§ PROBLEM DETAILS:
Go through the records and extract every line with the word "AppState".

§ SOURCE DATA:
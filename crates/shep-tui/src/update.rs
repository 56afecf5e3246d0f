//! TUI reducer (update function).
//!
//! All state mutations happen here. The runtime calls `update(app, event)`
//! and executes the returned effects. This is the single source of truth
//! for how events modify state.

use crossterm::event::{Event, KeyCode, KeyEvent, KeyEventKind, KeyModifiers};
use shep_core::client::{self, RegisterOutcome, RegisterRequest};
use shep_core::session::Session;

use crate::effects::UiEffect;
use crate::events::UiEvent;
use crate::overlays::{AlertState, Overlay, OverlayTransition};
use crate::sessions::SessionRow;
use crate::state::{AppState, Pane};
use crate::{form, sessions};

/// The main reducer function.
///
/// Takes the current state and an event, mutates state, and returns effects
/// for the runtime to execute.
pub fn update(app: &mut AppState, event: UiEvent) -> Vec<UiEffect> {
    match event {
        UiEvent::Tick => {
            app.tui.spinner_frame = app.tui.spinner_frame.wrapping_add(1);
            vec![]
        }
        UiEvent::Terminal(term_event) => handle_terminal_event(app, term_event),
        UiEvent::TaskCompleted { kind, completed } => {
            // Clearing the guard here, right before the inner event is
            // applied, is what holds the submission guard across the whole
            // network round trip.
            let ok = app.tui.tasks.state_mut(kind).finish_if_active(completed.id);
            if !ok {
                vec![]
            } else {
                update(app, *completed.result)
            }
        }
        UiEvent::Registered { request, outcome } => {
            handle_register_outcome(app, request, outcome)
        }
        // Optimistic removal: the row was removed when the release was
        // issued, and failures were already logged by the handler.
        UiEvent::Released { .. } => vec![],
    }
}

fn handle_register_outcome(
    app: &mut AppState,
    request: RegisterRequest,
    outcome: RegisterOutcome,
) -> Vec<UiEffect> {
    match outcome {
        RegisterOutcome::Registered(port) => {
            let address = client::session_address(&app.tui.config.service_url, port);
            tracing::info!(port, tool = %request.tool, "session registered");
            app.tui.sessions.append(SessionRow {
                session: Session {
                    tool: request.tool,
                    name: request.name,
                    path1: request.path1,
                    path2: request.path2,
                    port,
                },
                address,
                registered_at: chrono::Local::now(),
            });
            vec![]
        }
        RegisterOutcome::ServiceDown => {
            app.overlay = Some(Overlay::Alert(AlertState::service_down(
                &app.tui.config.service_url,
            )));
            vec![]
        }
        RegisterOutcome::Rejected(message) => {
            app.overlay = Some(Overlay::Alert(AlertState::rejected(message)));
            vec![]
        }
    }
}

fn handle_terminal_event(app: &mut AppState, event: Event) -> Vec<UiEffect> {
    match event {
        Event::Key(key) if key.kind != KeyEventKind::Release => handle_key(app, key),
        _ => vec![],
    }
}

fn handle_key(app: &mut AppState, key: KeyEvent) -> Vec<UiEffect> {
    let ctrl = key.modifiers.contains(KeyModifiers::CONTROL);
    if ctrl && matches!(key.code, KeyCode::Char('c') | KeyCode::Char('q')) {
        return vec![UiEffect::Quit];
    }

    // An active overlay captures all input.
    if let Some(overlay) = app.overlay.as_mut() {
        let overlay_update = overlay.handle_key(key);
        if matches!(overlay_update.transition, OverlayTransition::Close) {
            app.overlay = None;
        }
        return overlay_update.effects;
    }

    match app.tui.focus {
        Pane::Form => form::handle_key(&mut app.tui, key),
        Pane::Sessions => sessions::handle_key(&mut app.tui, key),
    }
}

#[cfg(test)]
mod tests {
    use shep_core::config::Config;
    use shep_core::session::ToolKind;

    use super::*;
    use crate::common::{TaskCompleted, TaskId, TaskKind};
    use crate::form::{FormField, INACTIVE_PATH_MARKER};

    fn app() -> AppState {
        AppState::new(Config::default())
    }

    fn key(code: KeyCode) -> UiEvent {
        UiEvent::Terminal(Event::Key(KeyEvent::new(code, KeyModifiers::NONE)))
    }

    fn submit_pprof(app: &mut AppState, path: &str) -> Vec<UiEffect> {
        app.tui.form.path1 = path.to_string();
        update(app, key(KeyCode::Enter))
    }

    /// Feeds a completed register task back through the reducer, the way the
    /// runtime delivers it.
    fn complete_register(app: &mut AppState, task: TaskId, outcome: RegisterOutcome) {
        let request = RegisterRequest::new(ToolKind::Pprof, "api", "/tmp/cpu.pb.gz", None);
        update(
            app,
            UiEvent::TaskCompleted {
                kind: TaskKind::Register,
                completed: TaskCompleted {
                    id: task,
                    result: Box::new(UiEvent::Registered { request, outcome }),
                },
            },
        );
    }

    fn pending_task(effects: &[UiEffect]) -> TaskId {
        match &effects[0] {
            UiEffect::RegisterSession { task, .. } => *task,
            other => panic!("expected RegisterSession, got {other:?}"),
        }
    }

    #[test]
    fn test_submit_emits_one_register_effect() {
        let mut app = app();
        let effects = submit_pprof(&mut app, "/tmp/cpu.pb.gz");

        assert_eq!(effects.len(), 1);
        match &effects[0] {
            UiEffect::RegisterSession { request, .. } => {
                assert_eq!(request.tool, ToolKind::Pprof);
                assert_eq!(request.path1, "/tmp/cpu.pb.gz");
                assert_eq!(request.path2, None);
            }
            other => panic!("expected RegisterSession, got {other:?}"),
        }
        assert!(app.tui.tasks.register.is_running(), "guard must be held");
    }

    #[test]
    fn test_second_submit_while_busy_emits_nothing() {
        let mut app = app();
        let first = submit_pprof(&mut app, "/tmp/cpu.pb.gz");
        assert_eq!(first.len(), 1);

        let second = update(&mut app, key(KeyCode::Enter));
        assert!(second.is_empty(), "busy guard must swallow the submit");
    }

    #[test]
    fn test_guard_clears_when_outcome_arrives() {
        let mut app = app();
        let effects = submit_pprof(&mut app, "/tmp/cpu.pb.gz");
        let task = pending_task(&effects);

        complete_register(&mut app, task, RegisterOutcome::Registered(8080));
        assert!(!app.tui.tasks.register.is_running());

        // A fresh submit goes through again.
        let effects = update(&mut app, key(KeyCode::Enter));
        assert_eq!(effects.len(), 1);
    }

    #[test]
    fn test_successful_add_appends_row_keyed_by_port() {
        let mut app = app();
        let effects = submit_pprof(&mut app, "/tmp/cpu.pb.gz");
        let task = pending_task(&effects);

        complete_register(&mut app, task, RegisterOutcome::Registered(8080));

        assert_eq!(app.tui.sessions.len(), 1);
        let row = &app.tui.sessions.rows()[0];
        assert_eq!(row.session.port, 8080);
        assert_eq!(row.address, "http://localhost:8080");
        assert_eq!(row.session.display_path(), "/tmp/cpu.pb.gz");
        assert!(app.overlay.is_none());
    }

    #[test]
    fn test_service_down_warns_and_leaves_table_alone() {
        let mut app = app();
        let effects = submit_pprof(&mut app, "/tmp/cpu.pb.gz");
        let task = pending_task(&effects);

        complete_register(&mut app, task, RegisterOutcome::ServiceDown);

        assert!(app.tui.sessions.is_empty());
        match &app.overlay {
            Some(Overlay::Alert(alert)) => {
                assert!(alert.message.contains("http://localhost:7777"));
            }
            other => panic!("expected alert overlay, got {other:?}"),
        }
    }

    #[test]
    fn test_rejection_message_shown_verbatim() {
        let mut app = app();
        let effects = submit_pprof(&mut app, "/tmp/cpu.pb.gz");
        let task = pending_task(&effects);

        complete_register(
            &mut app,
            task,
            RegisterOutcome::Rejected("not-a-port".to_string()),
        );

        assert!(app.tui.sessions.is_empty());
        match &app.overlay {
            Some(Overlay::Alert(alert)) => assert_eq!(alert.message, "not-a-port"),
            other => panic!("expected alert overlay, got {other:?}"),
        }
    }

    #[test]
    fn test_alert_dismisses_with_enter() {
        let mut app = app();
        app.overlay = Some(Overlay::Alert(AlertState::rejected("x".to_string())));

        update(&mut app, key(KeyCode::Enter));
        assert!(app.overlay.is_none());
    }

    #[test]
    fn test_sentinel_marker_never_reaches_the_request() {
        let mut app = app();
        // Visit the diff kind and come back: the marker is parked in the
        // secondary buffer.
        app.tui.form.focus = FormField::Tool;
        update(&mut app, key(KeyCode::Right)); // trace
        update(&mut app, key(KeyCode::Right)); // pprof diff
        assert!(app.tui.form.secondary_active());
        update(&mut app, key(KeyCode::Right)); // back to pprof
        assert_eq!(app.tui.form.path2, INACTIVE_PATH_MARKER);

        let effects = submit_pprof(&mut app, "/tmp/cpu.pb.gz");
        match &effects[0] {
            UiEffect::RegisterSession { request, .. } => assert_eq!(request.path2, None),
            other => panic!("expected RegisterSession, got {other:?}"),
        }
    }

    #[test]
    fn test_invalid_form_sets_inline_error_and_sends_nothing() {
        let mut app = app();
        let effects = update(&mut app, key(KeyCode::Enter));
        assert!(effects.is_empty());
        assert!(app.tui.form.error.is_some());
        assert!(!app.tui.tasks.register.is_running());
    }

    #[test]
    fn test_two_adds_confirm_in_order_and_removal_is_optimistic() {
        let mut app = app();

        for port in [8080u16, 8081] {
            let effects = submit_pprof(&mut app, "/tmp/cpu.pb.gz");
            let task = pending_task(&effects);
            complete_register(&mut app, task, RegisterOutcome::Registered(port));
        }
        assert_eq!(app.tui.sessions.len(), 2);

        // Move to the table and remove the first row.
        app.tui.focus = Pane::Sessions;
        app.tui.sessions.selected = 0;
        let effects = update(&mut app, key(KeyCode::Char('d')));

        match &effects[0] {
            UiEffect::ReleaseSession { port } => assert_eq!(*port, 8080),
            other => panic!("expected ReleaseSession, got {other:?}"),
        }
        assert_eq!(app.tui.sessions.len(), 1);
        assert_eq!(app.tui.sessions.rows()[0].session.port, 8081);

        // The release outcome arrives later and changes nothing, however it
        // went on the wire.
        let effects = update(&mut app, UiEvent::Released { port: 8080 });
        assert!(effects.is_empty());
        assert_eq!(app.tui.sessions.len(), 1);
    }

    #[test]
    fn test_stale_task_completion_is_ignored() {
        let mut app = app();
        let effects = submit_pprof(&mut app, "/tmp/cpu.pb.gz");
        let _task = pending_task(&effects);

        complete_register(&mut app, TaskId(999), RegisterOutcome::Registered(8080));
        assert!(app.tui.sessions.is_empty());
        assert!(app.tui.tasks.register.is_running(), "guard still held");
    }

    #[test]
    fn test_tab_cycles_between_panes() {
        let mut app = app();
        assert_eq!(app.tui.focus, Pane::Form);

        // Tool -> Name -> Path1 -> past the end -> table pane.
        update(&mut app, key(KeyCode::Tab));
        update(&mut app, key(KeyCode::Tab));
        update(&mut app, key(KeyCode::Tab));
        assert_eq!(app.tui.focus, Pane::Sessions);

        update(&mut app, key(KeyCode::Tab));
        assert_eq!(app.tui.focus, Pane::Form);
    }

    #[test]
    fn test_ctrl_c_quits_from_anywhere() {
        let mut app = app();
        let effects = update(
            &mut app,
            UiEvent::Terminal(Event::Key(KeyEvent::new(
                KeyCode::Char('c'),
                KeyModifiers::CONTROL,
            ))),
        );
        assert!(matches!(effects[0], UiEffect::Quit));
    }

    #[test]
    fn test_enter_on_row_opens_browser() {
        let mut app = app();
        let effects = submit_pprof(&mut app, "/tmp/cpu.pb.gz");
        let task = pending_task(&effects);
        complete_register(&mut app, task, RegisterOutcome::Registered(8080));

        app.tui.focus = Pane::Sessions;
        let effects = update(&mut app, key(KeyCode::Enter));
        match &effects[0] {
            UiEffect::OpenBrowser { url } => assert_eq!(url, "http://localhost:8080"),
            other => panic!("expected OpenBrowser, got {other:?}"),
        }
    }
}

§ ANSWER SECTION:
use crate::state::{AppState, Pane};
pub fn update(app: &mut AppState, event: UiEvent) -> Vec<UiEffect> {
    app: &mut AppState,
fn handle_terminal_event(app: &mut AppState, event: Event) -> Vec<UiEffect> {
fn handle_key(app: &mut AppState, key: KeyEvent) -> Vec<UiEffect> {
    fn app() -> AppState {
        AppState::new(Config::default())
    fn submit_pprof(app: &mut AppState, path: &str) -> Vec<UiEffect> {
    fn complete_register(app: &mut AppState, task: TaskId, outcome: RegisterOutcome) {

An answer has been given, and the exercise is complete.